** Opening Dataset block **

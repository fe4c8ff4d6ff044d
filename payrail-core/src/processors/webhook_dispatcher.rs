//! WebhookDispatcher processor.
//!
//! - Receives `DomainEvent`s and fans each out into one delivery attempt
//!   per matching active subscription
//! - Claims due attempts and POSTs them through a `WebhookTransport`
//! - Schedules retries on `WebhookBackoff` until the attempt's budget runs out

use crate::config::DispatcherConfig;
use crate::entities::{DeliveryOutcome, DeliveryState, WebhookDeliveryAttempt};
use crate::events::{DomainEvent, DomainEventReceiver};
use crate::ports::{DeliveryRepository, SubscriptionStore};
use crate::processors::webhook_transport::{
    DispatchError, WebhookRequest, WebhookTransport, truncate_body,
};
use futures_util::StreamExt;
use std::sync::Arc;
use time::OffsetDateTime;
use tokio::sync::{Notify, watch};
use tokio::time::MissedTickBehavior;
use tracing::{debug, error, info, warn};
use uuid::Uuid;

/// Fan-out and delivery, usable without the background loop.
#[derive(Clone)]
pub struct DeliveryEngine {
    subscriptions: Arc<dyn SubscriptionStore>,
    deliveries: Arc<dyn DeliveryRepository>,
    transport: Arc<dyn WebhookTransport>,
    config: DispatcherConfig,
    wake: Arc<Notify>,
}
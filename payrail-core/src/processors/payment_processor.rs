//! PaymentProcessor.
//!
//! Drives a payment through its lifecycle:
//! - `create_payment`: validate, insert PENDING, enqueue a `ProcessRequest`
//! - `process`: PENDING → PROCESSING → risk gate → funds check → gateway
//!   charge → ledger debit → COMPLETED, or FAILED with a typed reason
//! - `refund`: COMPLETED → REFUNDED after the gateway confirms
//! - `cancel`: PENDING → CANCELLED
//! - `recover`: requeue PENDING and fail stale PROCESSING payments at startup
//!
//! Every operation on one payment runs under that payment's lock. Once a
//! payment is PROCESSING the rest of `process` runs on its own task, so a
//! caller that gives up never leaves the payment stranded there.

use crate::config::{ConfigStore, RiskPolicy};
use crate::context::RequestContext;
use crate::entities::{AuditRecord, NewPayment, Payment, PaymentStatus, StatusHistoryEntry};
use crate::error::{LedgerError, PaymentError};
use crate::events::{DomainEvent, EventSenders, ProcessRequest};
use crate::gateway::{GatewayClient, GatewayUnavailable};
use crate::ports::{AccountDirectory, AuditSink, LedgerAdapter, PaymentRepository};
use crate::risk::{RiskAssessment, RiskDecision, RiskInput};
use crate::state_machine::PaymentStateMachine;
use crate::utils::KeyedLocks;
use payrail_sdk::objects::EventName;
use rust_decimal::Decimal;
use serde_json::json;
use std::collections::HashMap;
use std::sync::Arc;
use std::time::Duration;
use time::OffsetDateTime;
use tracing::{Instrument, error, info, warn};

pub const RISK_REVIEW_TAG: &str = "risk_review";
pub const RISK_DEGRADED_TAG: &str = "risk_degraded";
/// History reason when settlement ended without a business decision.
pub const INTERNAL_ERROR_REASON: &str = "internal error";

/// Why `process` ended a payment without completing it.
#[derive(Debug, Clone, PartialEq, Eq)]
pub enum FailureReason {
    RiskRejected { score: u8 },
    InsufficientFunds,
    GatewayDeclined,
    GatewayUnavailable(GatewayUnavailable),
    /// The payment expired before processing and is now CANCELLED.
    Expired,
}

impl FailureReason {
    /// Reason recorded in the status history.
    pub fn as_str(&self) -> &'static str {
        match self {
            FailureReason::RiskRejected { .. } => "risk rejected",
            FailureReason::InsufficientFunds => "insufficient funds",
            FailureReason::GatewayDeclined => "gateway declined",
            FailureReason::GatewayUnavailable(_) => "gateway unavailable",
            FailureReason::Expired => "expired",
        }
    }
}

impl std::fmt::Display for FailureReason {
    fn fmt(&self, f: &mut std::fmt::Formatter<'_>) -> std::fmt::Result {
        f.write_str(self.as_str())
    }
}

/// Result of a `process` call that reached a decision.
#[derive(Debug, Clone, PartialEq, Eq)]
pub struct ProcessOutcome {
    pub payment: Payment,
    /// `None` when the payment completed.
    pub failure: Option<FailureReason>,
}

impl ProcessOutcome {
    pub fn is_completed(&self) -> bool {
        self.failure.is_none() && self.payment.status == PaymentStatus::Completed
    }

    /// Fold a business rejection into the error taxonomy.
    pub fn into_result(self) -> Result<Payment, PaymentError> {
        let Some(reason) = self.failure else {
            return Ok(self.payment);
        };
        Err(match reason {
            FailureReason::RiskRejected { score } => PaymentError::RiskRejected { score },
            FailureReason::InsufficientFunds => PaymentError::InsufficientFunds,
            FailureReason::GatewayDeclined => PaymentError::GatewayDeclined,
            FailureReason::GatewayUnavailable(e) => PaymentError::GatewayUnavailable(e),
            FailureReason::Expired => PaymentError::PaymentExpired(self.payment.reference),
        })
    }
}

/// What a `recover` sweep did.
#[derive(Debug, Clone, Copy, Default, PartialEq, Eq)]
pub struct RecoveryReport {
    /// PENDING payments queued for processing again.
    pub requeued: usize,
    /// Stale PROCESSING payments moved to FAILED.
    pub failed: usize,
}

/// Collaborators of the processor.
pub struct PaymentProcessorDeps {
    pub payments: Arc<dyn PaymentRepository>,
    pub ledger: Arc<dyn LedgerAdapter>,
    pub accounts: Arc<dyn AccountDirectory>,
    pub audit: Arc<dyn AuditSink>,
    pub gateway: GatewayClient,
    pub risk_policy: ConfigStore<RiskPolicy>,
    pub events: EventSenders,
}

struct Inner {
    payments: Arc<dyn PaymentRepository>,
    ledger: Arc<dyn LedgerAdapter>,
    accounts: Arc<dyn AccountDirectory>,
    audit: Arc<dyn AuditSink>,
    gateway: GatewayClient,
    risk_policy: ConfigStore<RiskPolicy>,
    events: EventSenders,
    state_machine: PaymentStateMachine,
    locks: KeyedLocks,
}

#[derive(Clone)]
pub struct PaymentProcessor {
    inner: Arc<Inner>,
}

** Closing Dataset block **

[The task]
The answer must be an exact copy of every record above.

[Result of this exercise]
repository fe4c8ff4d6ff044d
filename payrail-core/src/processors/webhook_dispatcher.rs
//! WebhookDispatcher processor.
//!
//! - Receives `DomainEvent`s and fans each out into one delivery attempt
//!   per matching active subscription
//! - Claims due attempts and POSTs them through a `WebhookTransport`
//! - Schedules retries on `WebhookBackoff` until the attempt's budget runs out

use crate::config::DispatcherConfig;
use crate::entities::{DeliveryOutcome, DeliveryState, WebhookDeliveryAttempt};
use crate::events::{DomainEvent, DomainEventReceiver};
use crate::ports::{DeliveryRepository, SubscriptionStore};
use crate::processors::webhook_transport::{
    DispatchError, WebhookRequest, WebhookTransport, truncate_body,
};
use futures_util::StreamExt;
use std::sync::Arc;
use time::OffsetDateTime;
use tokio::sync::{Notify, watch};
use tokio::time::MissedTickBehavior;
use tracing::{debug, error, info, warn};
use uuid::Uuid;

/// Fan-out and delivery, usable without the background loop.
#[derive(Clone)]
pub struct DeliveryEngine {
    subscriptions: Arc<dyn SubscriptionStore>,
    deliveries: Arc<dyn DeliveryRepository>,
    transport: Arc<dyn WebhookTransport>,
    config: DispatcherConfig,
    wake: Arc<Notify>,
}
filename payrail-core/src/processors/payment_processor.rs
//! PaymentProcessor.
//!
//! Drives a payment through its lifecycle:
//! - `create_payment`: validate, insert PENDING, enqueue a `ProcessRequest`
//! - `process`: PENDING → PROCESSING → risk gate → funds check → gateway
//!   charge → ledger debit → COMPLETED, or FAILED with a typed reason
//! - `refund`: COMPLETED → REFUNDED after the gateway confirms
//! - `cancel`: PENDING → CANCELLED
//! - `recover`: requeue PENDING and fail stale PROCESSING payments at startup
//!
//! Every operation on one payment runs under that payment's lock. Once a
//! payment is PROCESSING the rest of `process` runs on its own task, so a
//! caller that gives up never leaves the payment stranded there.

use crate::config::{ConfigStore, RiskPolicy};
use crate::context::RequestContext;
use crate::entities::{AuditRecord, NewPayment, Payment, PaymentStatus, StatusHistoryEntry};
use crate::error::{LedgerError, PaymentError};
use crate::events::{DomainEvent, EventSenders, ProcessRequest};
use crate::gateway::{GatewayClient, GatewayUnavailable};
use crate::ports::{AccountDirectory, AuditSink, LedgerAdapter, PaymentRepository};
use crate::risk::{RiskAssessment, RiskDecision, RiskInput};
use crate::state_machine::PaymentStateMachine;
use crate::utils::KeyedLocks;
use payrail_sdk::objects::EventName;
use rust_decimal::Decimal;
use serde_json::json;
use std::collections::HashMap;
use std::sync::Arc;
use std::time::Duration;
use time::OffsetDateTime;
use tracing::{Instrument, error, info, warn};

pub const RISK_REVIEW_TAG: &str = "risk_review";
pub const RISK_DEGRADED_TAG: &str = "risk_degraded";
/// History reason when settlement ended without a business decision.
pub const INTERNAL_ERROR_REASON: &str = "internal error";

/// Why `process` ended a payment without completing it.
#[derive(Debug, Clone, PartialEq, Eq)]
pub enum FailureReason {
    RiskRejected { score: u8 },
    InsufficientFunds,
    GatewayDeclined,
    GatewayUnavailable(GatewayUnavailable),
    /// The payment expired before processing and is now CANCELLED.
    Expired,
}

impl FailureReason {
    /// Reason recorded in the status history.
    pub fn as_str(&self) -> &'static str {
        match self {
            FailureReason::RiskRejected { .. } => "risk rejected",
            FailureReason::InsufficientFunds => "insufficient funds",
            FailureReason::GatewayDeclined => "gateway declined",
            FailureReason::GatewayUnavailable(_) => "gateway unavailable",
            FailureReason::Expired => "expired",
        }
    }
}

impl std::fmt::Display for FailureReason {
    fn fmt(&self, f: &mut std::fmt::Formatter<'_>) -> std::fmt::Result {
        f.write_str(self.as_str())
    }
}

/// Result of a `process` call that reached a decision.
#[derive(Debug, Clone, PartialEq, Eq)]
pub struct ProcessOutcome {
    pub payment: Payment,
    /// `None` when the payment completed.
    pub failure: Option<FailureReason>,
}

impl ProcessOutcome {
    pub fn is_completed(&self) -> bool {
        self.failure.is_none() && self.payment.status == PaymentStatus::Completed
    }

    /// Fold a business rejection into the error taxonomy.
    pub fn into_result(self) -> Result<Payment, PaymentError> {
        let Some(reason) = self.failure else {
            return Ok(self.payment);
        };
        Err(match reason {
            FailureReason::RiskRejected { score } => PaymentError::RiskRejected { score },
            FailureReason::InsufficientFunds => PaymentError::InsufficientFunds,
            FailureReason::GatewayDeclined => PaymentError::GatewayDeclined,
            FailureReason::GatewayUnavailable(e) => PaymentError::GatewayUnavailable(e),
            FailureReason::Expired => PaymentError::PaymentExpired(self.payment.reference),
        })
    }
}

/// What a `recover` sweep did.
#[derive(Debug, Clone, Copy, Default, PartialEq, Eq)]
pub struct RecoveryReport {
    /// PENDING payments queued for processing again.
    pub requeued: usize,
    /// Stale PROCESSING payments moved to FAILED.
    pub failed: usize,
}

/// Collaborators of the processor.
pub struct PaymentProcessorDeps {
    pub payments: Arc<dyn PaymentRepository>,
    pub ledger: Arc<dyn LedgerAdapter>,
    pub accounts: Arc<dyn AccountDirectory>,
    pub audit: Arc<dyn AuditSink>,
    pub gateway: GatewayClient,
    pub risk_policy: ConfigStore<RiskPolicy>,
    pub events: EventSenders,
}

struct Inner {
    payments: Arc<dyn PaymentRepository>,
    ledger: Arc<dyn LedgerAdapter>,
    accounts: Arc<dyn AccountDirectory>,
    audit: Arc<dyn AuditSink>,
    gateway: GatewayClient,
    risk_policy: ConfigStore<RiskPolicy>,
    events: EventSenders,
    state_machine: PaymentStateMachine,
    locks: KeyedLocks,
}

#[derive(Clone)]
pub struct PaymentProcessor {
    inner: Arc<Inner>,
}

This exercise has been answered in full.